I will however object to a sentence:

Why? At the core, because Flash is the only de facto web standard based on a proprietary technology. There are numerous proprietary web content plugins — including Apple’s QuickTime — but Flash is the only one that’s so ubiquitous that it’s a de facto standard. Flash is the way video is delivered over the web, and Adobe completely controls Flash. No other aspect of the web works like this. HTML, CSS, and JavaScript are all open standards, with numerous implementations, including several that are open source.

Apple isn’t trying to replace Flash with its own proprietary thing. They’re replacing it with H.264 and HTML5. This is good for everyone but Adobe.

I included an earlier paragraph since I think the context is important. H.264 is not like HTML, CSS, and JavaScript. It’s patent-encumbered much like GIF was. Your trading Adobe for MPEG LA. The difference between H.264 and Flash is browser/OS vendors can control the implementation. It’s still proprietary technology.

I should note that I’m not a fan of Flash either, as a result there’s none on this blog. Even videos I link to are static images for performance and aesthetic reasons.

7 replies on “Apple, Adobe, Flash, and MPEG LA”

All Apple is doing is to first force Adobe to expose the fact that Flash Video is H.264 but made proprietary by the Flash container. Then all Adobe has to do to maintain compatibility is to remove the Flash container on its video in order to allow anyone to play Flash Video – not just Flash Readers.

When Adobe does so, Flash will have breathing room for a time before it dies. But in the meantime, no one will need Flash to run Flash video, aka H.264.

(And why the heck is this site incompatible with WebKit (aka Safari and Chrome web browsers)?)

Agree with James. Additionally, as soon as Adobe and particularly Apple pay royalties to MPEG LA, Google will add its own video format to YouTube HTML5 support, made open sourced and based on VP6 codec acquired with On2. Multiple codec options supported in HTML5 format will be possible by harnessing On2’s Flix Cloud on-the-fly transcoding.

@James Katt: I found the problem already (I might blog that at some point). It’s a bug in jQuery 1.3 when serializing HTML5 forms. I’ve reverted that code until I can update jQuery to 1.4.x which fixes the problem.

Thanks for the report.

Folks,

Don’t forget that MPEG-LA licensing applies not only to the software/device manufacturer but also to the “broadcaster” – in the Internet case, the video hosting provider. This has been free until 2011, but MPEG-LA have stated they intend to charge thereafter, in an amount comparable to traditional broadcast rates. Actually, they were supposed to announce what the post 2011 regime will be by end of Jan 2010 – which basically means today!

I think the only possible scenario which keeps Flash alive is now for Adobe to open source it so it can be ported, optimised and secured by the “many eyes”.

Paul

Nice article Robert, but may I make one tiny tiny correction.

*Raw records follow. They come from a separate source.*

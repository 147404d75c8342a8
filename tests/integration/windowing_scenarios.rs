//! Server-side Windowing Engine scenarios from spec.md §8: S3, B3, B4, and
//! the no-shared-start-time / flush-on-stop properties (P6, P9-adjacent).
//!
//! Drives `telemetry_server::windowing` directly, without Postgres or
//! Qdrant — the engine is deliberately decoupled from both (spec §4.7).

use chrono::{DateTime, Duration as ChronoDuration, Utc};
use fireline_protocol::reading::{Device, FootReading, Reading, FOOT_VALUES_LEN};
use fireline_protocol::vector::VECTOR_LEN;
use telemetry_server::windowing::{spawn_windowing_engine, ClosedWindow};
use uuid::Uuid;

fn foot_reading(device: Device, ts: DateTime<Utc>, fill: f64) -> Reading {
    Reading::Foot(FootReading {
        timestamp: ts.to_rfc3339_opts(chrono::SecondsFormat::Millis, true),
        device,
        values: [fill; FOOT_VALUES_LEN],
        max: fill,
        avg: fill,
        active_count: if fill > 0.0 { FOOT_VALUES_LEN as u8 } else { 0 },
    })
}

async fn recv_window(rx: &mut tokio::sync::mpsc::Receiver<ClosedWindow>) -> ClosedWindow {
    tokio::time::timeout(std::time::Duration::from_secs(2), rx.recv())
        .await
        .expect("a closed window should arrive before the test timeout")
        .expect("the windowing engine's channel should still be open")
}

/// S3: three left-foot readings in one bucket, zero accel readings; the
/// bucket closes into one 270-length vector with the first three left-foot
/// slots filled and everything else (remaining foot slots, all of right
/// foot, all of accel) zero-padded.
#[tokio::test]
async fn three_foot_readings_close_into_one_zero_padded_vector() {
    let (handle, mut windows) = spawn_windowing_engine();
    let session_id = Uuid::new_v4();
    let created_at = Utc::now();
    handle.session_started(session_id, created_at);

    for i in 0..3i64 {
        let ts = created_at + ChronoDuration::milliseconds(50 * i);
        handle.ingest(session_id, foot_reading(Device::LeftFoot, ts, (i + 1) as f64));
    }
    // A reading in the next 500ms bucket triggers monotonic closure of the
    // first one (spec §4.7) without waiting on the wall-clock sweep.
    handle.ingest(
        session_id,
        foot_reading(Device::LeftFoot, created_at + ChronoDuration::milliseconds(600), 9.0),
    );

    let window = recv_window(&mut windows).await;

    assert_eq!(window.session_id, session_id);
    assert_eq!(window.vector.len(), VECTOR_LEN);
    assert_eq!(window.vector[0], 1.0);
    assert_eq!(window.vector[FOOT_VALUES_LEN], 2.0);
    assert_eq!(window.vector[2 * FOOT_VALUES_LEN], 3.0);
    assert!(window.vector[3 * FOOT_VALUES_LEN..].iter().all(|&v| v == 0.0));
    assert_eq!(window.foot_count, 3);
    assert_eq!(window.accel_count, 0);
}

/// B4: a duplicate `(device, timestamp)` pair reaching the engine
/// contributes only once to the materialized vector.
#[tokio::test]
async fn duplicate_device_timestamp_reading_is_not_double_counted() {
    let (handle, mut windows) = spawn_windowing_engine();
    let session_id = Uuid::new_v4();
    let created_at = Utc::now();
    handle.session_started(session_id, created_at);

    let r = foot_reading(Device::LeftFoot, created_at + ChronoDuration::milliseconds(10), 1.0);
    handle.ingest(session_id, r.clone());
    handle.ingest(session_id, r);
    // Two more distinct readings so the bucket has 3 total instead of 4.
    handle.ingest(
        session_id,
        foot_reading(Device::LeftFoot, created_at + ChronoDuration::milliseconds(20), 2.0),
    );
    handle.session_stopped(session_id);

    let window = recv_window(&mut windows).await;
    // Slot 2 (third left-foot reading) must stay zero: only two distinct
    // readings made it into the bucket despite three `ingest` calls.
    assert_eq!(window.vector[2 * FOOT_VALUES_LEN], 0.0);
}

/// B3: a reading landing exactly on a 500ms boundary belongs to the later
/// bucket (floor semantics), so it does not extend the earlier one.
#[tokio::test]
async fn reading_on_exact_boundary_belongs_to_the_next_bucket() {
    let (handle, mut windows) = spawn_windowing_engine();
    let session_id = Uuid::new_v4();
    let created_at = Utc::now();
    handle.session_started(session_id, created_at);

    handle.ingest(
        session_id,
        foot_reading(Device::LeftFoot, created_at + ChronoDuration::milliseconds(100), 1.0),
    );
    // Exactly on the 500ms boundary -> bucket 1, not bucket 0.
    handle.ingest(
        session_id,
        foot_reading(Device::LeftFoot, created_at + ChronoDuration::milliseconds(500), 2.0),
    );
    handle.session_stopped(session_id);

    let first = recv_window(&mut windows).await;
    let second = recv_window(&mut windows).await;

    assert_ne!(first.bucket_start, second.bucket_start);
    assert_eq!(second.bucket_start - first.bucket_start, ChronoDuration::milliseconds(500));
    // The boundary reading is alone in the second bucket.
    assert_eq!(first.vector[0], 1.0);
    assert_eq!(second.vector[0], 2.0);
}

/// A late reading for a bucket that has already closed must be dropped,
/// not resurrect the bucket and emit a second window sharing the first
/// one's `bucket_start`/`point_id` (spec §4.7, P6).
#[tokio::test]
async fn late_reading_after_bucket_closed_does_not_emit_a_duplicate_window() {
    let (handle, mut windows) = spawn_windowing_engine();
    let session_id = Uuid::new_v4();
    let created_at = Utc::now();
    handle.session_started(session_id, created_at);

    // t=10ms opens bucket 0.
    handle.ingest(
        session_id,
        foot_reading(Device::LeftFoot, created_at + ChronoDuration::milliseconds(10), 1.0),
    );
    // t=600ms lands in bucket 1, closing bucket 0 via monotonic trigger.
    handle.ingest(
        session_id,
        foot_reading(Device::LeftFoot, created_at + ChronoDuration::milliseconds(600), 2.0),
    );
    let first = recv_window(&mut windows).await;

    // A late t=50ms reading also belongs to (closed) bucket 0.
    handle.ingest(
        session_id,
        foot_reading(Device::LeftFoot, created_at + ChronoDuration::milliseconds(50), 9.0),
    );

    // t=1100ms lands in bucket 2, closing bucket 1.
    handle.ingest(
        session_id,
        foot_reading(Device::LeftFoot, created_at + ChronoDuration::milliseconds(1100), 3.0),
    );
    let second = recv_window(&mut windows).await;

    assert_ne!(
        first.bucket_start, second.bucket_start,
        "no two emitted windows may share a bucket_start"
    );
    assert_ne!(first.point_id, second.point_id);
    assert_eq!(second.vector[0], 2.0, "bucket 1's window must hold only its own reading");

    // Stopping flushes bucket 2 (still open, holding the t=1100 reading) --
    // a legitimate third window, distinct from the first two.
    handle.session_stopped(session_id);
    let third = recv_window(&mut windows).await;
    assert_ne!(third.bucket_start, first.bucket_start);
    assert_ne!(third.bucket_start, second.bucket_start);
    assert_eq!(third.vector[0], 3.0);

    // The dropped late reading must never surface as a fourth window.
    let timed_out = tokio::time::timeout(std::time::Duration::from_millis(300), windows.recv())
        .await
        .is_err();
    assert!(timed_out, "the late reading must not have produced a fourth window");
}

/// P6: stopping a session with several open buckets flushes every
/// non-empty one, and no two of the resulting windows share a
/// `bucket_start`.
#[tokio::test]
async fn session_stop_flushes_every_open_bucket_with_unique_start_times() {
    let (handle, mut windows) = spawn_windowing_engine();
    let session_id = Uuid::new_v4();
    let created_at = Utc::now();
    handle.session_started(session_id, created_at);

    for bucket in 0..3i64 {
        let ts = created_at + ChronoDuration::milliseconds(bucket * 500 + 10);
        handle.ingest(session_id, foot_reading(Device::LeftFoot, ts, 1.0));
    }
    handle.session_stopped(session_id);

    let mut starts = Vec::new();
    for _ in 0..3 {
        starts.push(recv_window(&mut windows).await.bucket_start);
    }

    let mut deduped = starts.clone();
    deduped.sort();
    deduped.dedup();
    assert_eq!(deduped.len(), starts.len(), "every bucket_start must be distinct");
}
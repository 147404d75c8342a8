//! Frozen HTTP error envelope used by every non-2xx response the
//! telemetry server returns.

use serde::{Deserialize, Serialize};

#[derive(Debug, Clone, PartialEq, Eq, Serialize, Deserialize)]
pub struct HttpErrorEnvelope {
    pub code: String,
    pub message: String,
    #[serde(skip_serializing_if = "Option::is_none")]
    pub details: Option<serde_json::Value>,
}

impl crate::FirelineErrorKind {
    /// Maps a frozen error kind onto its `(code, http_status)` pair:
    /// Conflict/NotFound/SchemaMismatch map to 4xx, Transient to 5xx.
    pub fn http_code(&self) -> (&'static str, u16) {
        match self {
            crate::FirelineErrorKind::MalformedFrame(_) => ("MALFORMED_FRAME", 400),
            crate::FirelineErrorKind::Transient(_) => ("TRANSIENT", 503),
            crate::FirelineErrorKind::Fatal(_) => ("INTERNAL_ERROR", 500),
            crate::FirelineErrorKind::Conflict(_) => ("CONFLICT", 409),
            crate::FirelineErrorKind::NotFound(_) => ("NOT_FOUND", 404),
            crate::FirelineErrorKind::SchemaMismatch(_) => ("SCHEMA_MISMATCH", 400),
        }
    }
}
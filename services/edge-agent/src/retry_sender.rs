//! Background worker that drains a Local Store's unsent rows.
//!
//! One instance per sensor kind (foot, accel), each owning its own
//! [`LocalStore`]. Preferred delivery path is the shared Broadcast Client;
//! if webhook URLs are configured, a JSON POST fallback via `reqwest` is
//! used instead.

use crate::broadcast_client::{BroadcastClient, DeliveryOutcome};
use crate::local_store::LocalStore;
use fireline_protocol::wire::{AccelerometerEvent, FootPressureEvent, EVENT_ACCELEROMETER, EVENT_FOOT_PRESSURE};
use fireline_protocol::Reading;
use std::sync::Arc;
use std::time::Duration;
use tokio::sync::Mutex;
use tracing::{debug, info, warn};

pub struct RetrySenderConfig {
    pub poll_interval: Duration,
    pub max_records: u32,
    pub base_backoff: Duration,
    pub max_backoff: Duration,
    pub webhook_urls: Vec<String>,
    pub retention: Duration,
}

/// Drains one [`LocalStore`] into the Broadcast Client (or webhook
/// fallback) forever, applying exponential backoff on failed batches.
pub struct RetrySender {
    store: Arc<Mutex<LocalStore>>,
    broadcast: Arc<BroadcastClient>,
    http: reqwest::Client,
    cfg: RetrySenderConfig,
}

impl RetrySender {
    pub fn new(
        store: Arc<Mutex<LocalStore>>,
        broadcast: Arc<BroadcastClient>,
        cfg: RetrySenderConfig,
    ) -> Self {
        let http = reqwest::Client::builder()
            .timeout(Duration::from_secs(10))
            .build()
            .expect("reqwest client must build with static config");
        RetrySender {
            store,
            broadcast,
            http,
            cfg,
        }
    }

    /// Run the poll/transmit/backoff loop. Never returns under normal
    /// operation; intended to be spawned as its own task.
    pub async fn run(mut self) {
        let mut consecutive_failures: u32 = 0;
        loop {
            tokio::time::sleep(self.cfg.poll_interval).await;

            let rows = {
                let store = self.store.lock().await;
                match store.fetch_unsent(self.cfg.max_records) {
                    Ok(rows) => rows,
                    Err(e) => {
                        warn!(error = %e, "fetch_unsent failed");
                        continue;
                    }
                }
            };

            if rows.is_empty() {
                consecutive_failures = 0;
                self.prune().await;
                continue;
            }

            let ids: Vec<i64> = rows.iter().map(|r| r.id).collect();
            let readings: Vec<Reading> = rows.into_iter().map(|r| r.reading).collect();

            let delivered = if self.cfg.webhook_urls.is_empty() {
                self.deliver_via_broadcast(&readings).await
            } else {
                self.deliver_via_webhooks(&readings).await
            };

            if delivered {
                let mut store = self.store.lock().await;
                if let Err(e) = store.mark_sent(&ids) {
                    warn!(error = %e, "mark_sent failed");
                }
                consecutive_failures = 0;
            } else {
                consecutive_failures += 1;
                let backoff = std::cmp::min(
                    self.cfg.base_backoff * 2u32.saturating_pow(consecutive_failures),
                    self.cfg.max_backoff,
                );
                warn!(consecutive_failures, backoff_secs = backoff.as_secs(), "batch delivery failed, backing off");
                tokio::time::sleep(backoff).await;
            }
        }
    }

    async fn deliver_via_broadcast(&self, readings: &[Reading]) -> bool {
        for reading in readings {
            let outcome = match reading {
                Reading::Foot(f) => {
                    let event: FootPressureEvent = f.into();
                    let payload = serde_json::to_value(&event).expect("FootPressureEvent always serializes");
                    self.broadcast.emit(EVENT_FOOT_PRESSURE, payload).await
                }
                Reading::Accel(a) => {
                    let event: AccelerometerEvent = a.into();
                    let payload = serde_json::to_value(&event).expect("AccelerometerEvent always serializes");
                    self.broadcast.emit(EVENT_ACCELEROMETER, payload).await
                }
            };
            if outcome != DeliveryOutcome::HandedOffToTransport {
                return false;
            }
        }
        true
    }

    async fn deliver_via_webhooks(&self, readings: &[Reading]) -> bool {
        for url in &self.cfg.webhook_urls {
            match self.http.post(url).json(readings).send().await {
                Ok(resp) if resp.status().is_success() => {}
                Ok(resp) => {
                    warn!(url = %url, status = %resp.status(), "webhook rejected batch");
                    return false;
                }
                Err(e) => {
                    warn!(url = %url, error = %e, "webhook POST failed");
                    return false;
                }
            }
        }
        true
    }

    async fn prune(&self) {
        let mut store = self.store.lock().await;
        match store.prune(self.cfg.retention) {
            Ok(deleted) if deleted > 0 => debug!(deleted, "pruned sent rows"),
            Ok(_) => {}
            Err(e) => warn!(error = %e, "prune failed"),
        }
    }
}

#[cfg(test)]
mod tests {
    use super::*;

    #[test]
    fn backoff_never_exceeds_max() {
        let base = Duration::from_secs(60);
        let max = Duration::from_secs(3600);
        let mut failures = 0u32;
        let mut last = Duration::ZERO;
        for _ in 0..10 {
            failures += 1;
            let backoff = std::cmp::min(base * 2u32.saturating_pow(failures), max);
            assert!(backoff <= max);
            last = backoff;
        }
        assert_eq!(last, max);
    }
}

You say: “It’s patent-encumbered much like GIF was”, but it is in fact patent-encumbered in a manner that is not very like GIF at all.

Firstly, Unisys charged only implementers for their LZW patent – MPEG LA reserves the right to charge both implementers AND commercial broadcasters of video (that’s anyone with videos on their AdWords leveraging webpage).

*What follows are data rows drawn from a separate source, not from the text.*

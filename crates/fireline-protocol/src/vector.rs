//! The fixed 270-dimension window vector layout.
//!
//! ```text
//! [  0 ..  90) left foot:  5 readings x 18 pressure values
//! [ 90 .. 180) right foot: 5 readings x 18 pressure values
//! [180 .. 210) accel:      10 readings x (acc.x, acc.y, acc.z)
//! [210 .. 240) accel:      10 readings x (gyro.x, gyro.y, gyro.z)
//! [240 .. 270) accel:      10 readings x (roll, pitch, yaw)
//! ```
//! Missing slots are zero-filled. This layout is pinned; do not reorder.

use crate::reading::{AccelReading, FootReading};

pub const FOOT_SLOTS: usize = 5;
pub const ACCEL_SLOTS: usize = 10;
pub const VECTOR_LEN: usize = 270;

const FOOT_BLOCK_LEN: usize = FOOT_SLOTS * crate::reading::FOOT_VALUES_LEN; // 90
const ACCEL_BLOCK_LEN: usize = ACCEL_SLOTS * 3; // 30

const LEFT_FOOT_START: usize = 0;
const RIGHT_FOOT_START: usize = FOOT_BLOCK_LEN; // 90
const ACC_START: usize = 2 * FOOT_BLOCK_LEN; // 180
const GYRO_START: usize = ACC_START + ACCEL_BLOCK_LEN; // 210
const ANGLE_START: usize = GYRO_START + ACCEL_BLOCK_LEN; // 240

const _: () = assert!(ANGLE_START + ACCEL_BLOCK_LEN == VECTOR_LEN);

/// Materialize the 270-dim vector for one window.
///
/// Takes the first [`FOOT_SLOTS`] readings per foot (in time order) and the
/// first [`ACCEL_SLOTS`] accel readings; fewer readings than the slot count
/// zero-pad the remaining positions. Extra readings beyond the slot count
/// are ignored by the caller's bucket-closure logic, not here -- this
/// function only lays out whatever slice it is given.
pub fn materialize(
    left_foot: &[FootReading],
    right_foot: &[FootReading],
    accel: &[AccelReading],
) -> [f64; VECTOR_LEN] {
    let mut v = [0.0f64; VECTOR_LEN];

    write_foot_block(&mut v, LEFT_FOOT_START, left_foot);
    write_foot_block(&mut v, RIGHT_FOOT_START, right_foot);

    for (i, r) in accel.iter().take(ACCEL_SLOTS).enumerate() {
        let acc = r.acc.as_array();
        let gyro = r.gyro.as_array();
        let angle = r.angle.as_array();
        v[ACC_START + i * 3..ACC_START + i * 3 + 3].copy_from_slice(&acc);
        v[GYRO_START + i * 3..GYRO_START + i * 3 + 3].copy_from_slice(&gyro);
        v[ANGLE_START + i * 3..ANGLE_START + i * 3 + 3].copy_from_slice(&angle);
    }

    v
}

fn write_foot_block(v: &mut [f64; VECTOR_LEN], start: usize, readings: &[FootReading]) {
    for (i, r) in readings.iter().take(FOOT_SLOTS).enumerate() {
        let base = start + i * crate::reading::FOOT_VALUES_LEN;
        v[base..base + crate::reading::FOOT_VALUES_LEN].copy_from_slice(&r.values);
    }
}

#[cfg(test)]
mod tests {
    use super::*;
    use crate::reading::{Device, Triple};

    fn foot(device: Device, fill: f64) -> FootReading {
        FootReading {
            timestamp: "2026-01-01T00:00:00.000Z".to_owned(),
            device,
            values: [fill; crate::reading::FOOT_VALUES_LEN],
            max: fill,
            avg: fill,
            active_count: if fill > 0.0 { 18 } else { 0 },
        }
    }

    fn accel(fill: f64) -> AccelReading {
        AccelReading {
            timestamp: "2026-01-01T00:00:00.000Z".to_owned(),
            acc: Triple::new(fill, fill, fill),
            gyro: Triple::new(fill, fill, fill),
            angle: Triple::new(fill, fill, fill),
        }
    }

    #[test]
    fn empty_window_is_all_zero_and_right_length() {
        let v = materialize(&[], &[], &[]);
        assert_eq!(v.len(), VECTOR_LEN);
        assert!(v.iter().all(|&x| x == 0.0));
    }

    #[test]
    fn partial_left_foot_only_fills_its_slots_and_leaves_rest_zero() {
        let readings = vec![foot(Device::LeftFoot, 1.0), foot(Device::LeftFoot, 2.0)];
        let v = materialize(&readings, &[], &[]);
        assert_eq!(v[0], 1.0);
        assert_eq!(v[crate::reading::FOOT_VALUES_LEN], 2.0);
        // Third left-foot slot and everything else is zero.
        assert_eq!(v[2 * crate::reading::FOOT_VALUES_LEN], 0.0);
        assert!(v[RIGHT_FOOT_START..].iter().all(|&x| x == 0.0));
    }

    #[test]
    fn accel_block_ordering_is_acc_then_gyro_then_angle() {
        let readings = vec![accel(7.0)];
        let v = materialize(&[], &[], &readings);
        assert_eq!(&v[ACC_START..ACC_START + 3], &[7.0, 7.0, 7.0]);
        assert_eq!(&v[GYRO_START..GYRO_START + 3], &[7.0, 7.0, 7.0]);
        assert_eq!(&v[ANGLE_START..ANGLE_START + 3], &[7.0, 7.0, 7.0]);
    }

    #[test]
    fn excess_readings_beyond_slot_count_are_ignored() {
        let readings: Vec<FootReading> = (0..8).map(|i| foot(Device::RightFoot, i as f64)).collect();
        let v = materialize(&[], &readings, &[]);
        // Only the first 5 make it in; slot 5 isn't position 5*18 from readings[5].
        assert_eq!(v[RIGHT_FOOT_START], 0.0);
        assert_eq!(v[RIGHT_FOOT_START + 4 * crate::reading::FOOT_VALUES_LEN], 4.0);
    }
}
//! Accelerometer frame parser.
//!
//! Fixed 20-byte frame: header `0x55 0x61`, then nine signed little-endian
//! 16-bit integers in the order (acc x, acc y, acc z, gyro x, gyro y,
//! gyro z, roll, pitch, yaw). Scaling: `acc = raw/32768 * 16`,
//! `gyro = raw/32768 * 2000`, `angle = raw/32768 * 180`. Rounded once here
//! (3dp acc, 2dp gyro/angle) so the rounding policy lives in exactly one
//! place.

use fireline_protocol::Triple;

use crate::ParseError;

pub const FRAME_LEN: usize = 20;
const HEADER: [u8; 2] = [0x55, 0x61];

#[derive(Debug, Clone, Copy, PartialEq)]
pub struct AccelFrame {
    pub acc: Triple,
    pub gyro: Triple,
    pub angle: Triple,
}

fn round_to(value: f64, decimals: i32) -> f64 {
    let factor = 10f64.powi(decimals);
    (value * factor).round() / factor
}

fn raw_i16_le(bytes: &[u8], offset: usize) -> i16 {
    i16::from_le_bytes([bytes[offset], bytes[offset + 1]])
}

/// Parse one fixed-length 20-byte accelerometer frame.
pub fn parse_accel_frame(frame: &[u8]) -> Result<AccelFrame, ParseError> {
    if frame.len() != FRAME_LEN {
        return Err(ParseError::BadLength {
            expected: FRAME_LEN,
            actual: frame.len(),
        });
    }
    if frame[0..2] != HEADER {
        return Err(ParseError::BadHeader);
    }

    let raws: [i16; 9] = core::array::from_fn(|i| raw_i16_le(frame, 2 + i * 2));

    let scale = |raw: i16, range: f64, decimals: i32| -> f64 {
        round_to(raw as f64 / 32768.0 * range, decimals)
    };

    let acc = Triple::new(
        scale(raws[0], 16.0, 3),
        scale(raws[1], 16.0, 3),
        scale(raws[2], 16.0, 3),
    );
    let gyro = Triple::new(
        scale(raws[3], 2000.0, 2),
        scale(raws[4], 2000.0, 2),
        scale(raws[5], 2000.0, 2),
    );
    let angle = Triple::new(
        scale(raws[6], 180.0, 2),
        scale(raws[7], 180.0, 2),
        scale(raws[8], 180.0, 2),
    );

    Ok(AccelFrame { acc, gyro, angle })
}
//! Pure packet parsers.
//!
//! Total functions: raw bytes/text in, a typed frame or a rejection out.
//! No state, no I/O -- the Sensor Session attaches timestamps and wraps
//! these into [`fireline_protocol::Reading`] values.

mod accel;
mod foot;

pub use accel::{parse_accel_frame, AccelFrame, FRAME_LEN as ACCEL_FRAME_LEN};
pub use foot::{parse_foot_frame, FootFrame};

use thiserror::Error;

/// Why a frame was rejected; always counted and dropped by the caller.
#[derive(Debug, Error, Clone, PartialEq, Eq)]
pub enum ParseError {
    #[error("frame does not start with L_ or R_")]
    BadPrefix,
    #[error("expected {expected} comma-separated fields, got {actual}")]
    BadFieldCount { expected: usize, actual: usize },
    #[error("field is not a decimal: {0}")]
    BadDecimal(String),
    #[error("expected frame length {expected}, got {actual}")]
    BadLength { expected: usize, actual: usize },
    #[error("frame header does not match 0x55 0x61")]
    BadHeader,
}
use axum::{extract::State, response::IntoResponse, Json};
use fireline_protocol::health::HealthResponse;

use crate::state::AppState;

pub async fn health(State(state): State<AppState>) -> impl IntoResponse {
    let store_ok = sqlx::query("SELECT 1").execute(&state.pool).await.is_ok();
    let vector_store_ok = state.vectors.ensure_collection().await.is_ok();
    let active_session_id = state.sessions.active_session_id().await.unwrap_or(None);

    Json(HealthResponse {
        store_ok,
        vector_store_ok,
        active_session_id,
        version: env!("CARGO_PKG_VERSION"),
        uptime_secs: state.started_at.elapsed().as_secs(),
    })
}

Secondly, Unisys charged implementers a percentage of the sale price of their product – meaning if your product was free you paid nothing. MPEG LA don’t do this, which is why it would cost Mozilla $5million to implement H.264 in the free Firefox browser.

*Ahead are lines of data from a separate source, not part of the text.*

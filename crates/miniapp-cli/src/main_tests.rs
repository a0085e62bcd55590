// crates/miniapp-cli/src/main_tests.rs
// ============================================================================
// Module: CLI Main Tests
// Description: Argument parsing and command execution against a temp store.
// Purpose: Ensure operator commands parse strictly and run end to end.
// Dependencies: miniapp-cli main helpers, tempfile
// ============================================================================

//! ## Overview
//! Parses representative command lines and drives the dispatcher against a
//! temporary configuration.

#![allow(
    clippy::panic,
    clippy::unwrap_used,
    clippy::expect_used,
    clippy::use_debug,
    reason = "Test-only assertions are permitted."
)]

// ============================================================================
// SECTION: Imports
// ============================================================================

use std::fs;
use std::path::PathBuf;

use clap::Parser;
use miniapp_core::AccessAction;
use miniapp_core::UnixMillis;
use miniapp_core::UsageStats;
use miniapp_core::User;
use miniapp_core::UserId;
use tempfile::TempDir;

use super::AppCommand;
use super::Cli;
use super::Commands;
use super::UserCommand;
use super::parse_user_id;
use super::run;
use super::user_rows;

// ============================================================================
// SECTION: Helpers
// ============================================================================

fn parse(args: &[&str]) -> Result<Cli, clap::Error> {
    Cli::try_parse_from(std::iter::once("miniapp").chain(args.iter().copied()))
}

fn write_config(dir: &TempDir) -> PathBuf {
    let path = dir.path().join("miniapp.toml");
    let store = dir.path().join("apps.db");
    let content = format!(
        "[store]\npath = {store:?}\n\n[admin]\nkey = \"cli-admin-secret\"\n\n[audit]\nenabled = \
         false\n",
        store = store.display().to_string()
    );
    fs::write(&path, content).expect("write config");
    path
}

// ============================================================================
// SECTION: Parsing
// ============================================================================

#[test]
fn user_add_parses_key_and_comment() {
    let cli = parse(&["user", "add", "--key", "k-1", "--comment", "first"]).expect("parse");
    match cli.command {
        Commands::User {
            command: UserCommand::Add(add),
        } => {
            assert_eq!(add.key, "k-1");
            assert_eq!(add.comment.as_deref(), Some("first"));
        }
        other => panic!("unexpected command: {other:?}"),
    }
}

#[test]
fn config_flag_is_global() {
    let cli = parse(&["stats", "--config", "/tmp/miniapp.toml"]).expect("parse");
    assert_eq!(cli.config, Some(PathBuf::from("/tmp/miniapp.toml")));
    assert!(matches!(cli.command, Commands::Stats));
}

#[test]
fn app_list_owner_must_be_positive() {
    let cli = parse(&["app", "list", "--owner", "3"]).expect("parse");
    match cli.command {
        Commands::App {
            command: AppCommand::List(list),
        } => assert_eq!(list.owner, UserId::from_raw(3)),
        other => panic!("unexpected command: {other:?}"),
    }
    assert!(parse(&["app", "list", "--owner", "0"]).is_err());
    assert!(parse(&["app", "list", "--owner", "-2"]).is_err());
    assert!(parse_user_id("abc").is_err());
}

#[test]
fn missing_or_unknown_commands_are_rejected() {
    assert!(parse(&[]).is_err());
    assert!(parse(&["serve"]).is_err());
    assert!(parse(&["user", "add"]).is_err());
    assert!(parse(&["events", "--limit", "0"]).is_err());
}

// ============================================================================
// SECTION: Output
// ============================================================================

#[test]
fn user_rows_hide_keys_unless_requested() {
    let user = User {
        id: UserId::from_raw(2).expect("nonzero"),
        key: "secret".to_string(),
        comment: None,
        created_at: UnixMillis::new(10),
    };
    let mut stats = UsageStats::new();
    stats.add_action(user.id, AccessAction::Generate, 4);

    let hidden = user_rows(vec![user.clone()], &stats, false);
    assert!(hidden[0].key.is_none());
    assert_eq!(hidden[0].stats.generated, 4);
    let rendered = serde_json::to_string(&hidden).expect("json");
    assert!(!rendered.contains("secret"));

    let shown = user_rows(vec![user], &stats, true);
    assert_eq!(shown[0].key.as_deref(), Some("secret"));
}

// ============================================================================
// SECTION: Execution
// ============================================================================

#[test]
fn commands_run_against_a_temporary_store() {
    let dir = TempDir::new().expect("temp dir");
    let config = write_config(&dir);
    let config = config.to_str().expect("utf-8 path");

    let steps: [&[&str]; 7] = [
        &["init", "--config", config],
        &["user", "add", "--key", "tenant-key", "--config", config],
        &["user", "list", "--config", config],
        &["app", "list", "--owner", "2", "--config", config],
        &["stats", "--config", config],
        &["events", "--limit", "5", "--config", config],
        &["config", "validate", "--config", config],
    ];
    for args in steps {
        let cli = parse(args).expect("parse");
        assert!(run(cli).is_ok(), "{args:?}");
    }

    let duplicate = parse(&["user", "add", "--key", "tenant-key", "--config", config]).expect("parse");
    let err = run(duplicate).expect_err("duplicate key");
    assert!(err.to_string().contains("key already exists"));
}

The one thing they are similar in is the manner in which they were brought in – the patent owner reserves the right to change the licencing fees, so Unisys didn’t charge any royalties on LZW until 1994 – 7 years after it was released. Yet that’s still 16 years of royalties they’ve been receiving – nice deal. Similarly, while I mentioned MPEG LA can charge broadcasters (i.e. average people posting video to the web), they have said they won’t until 2016 – as they say, the first hit is free.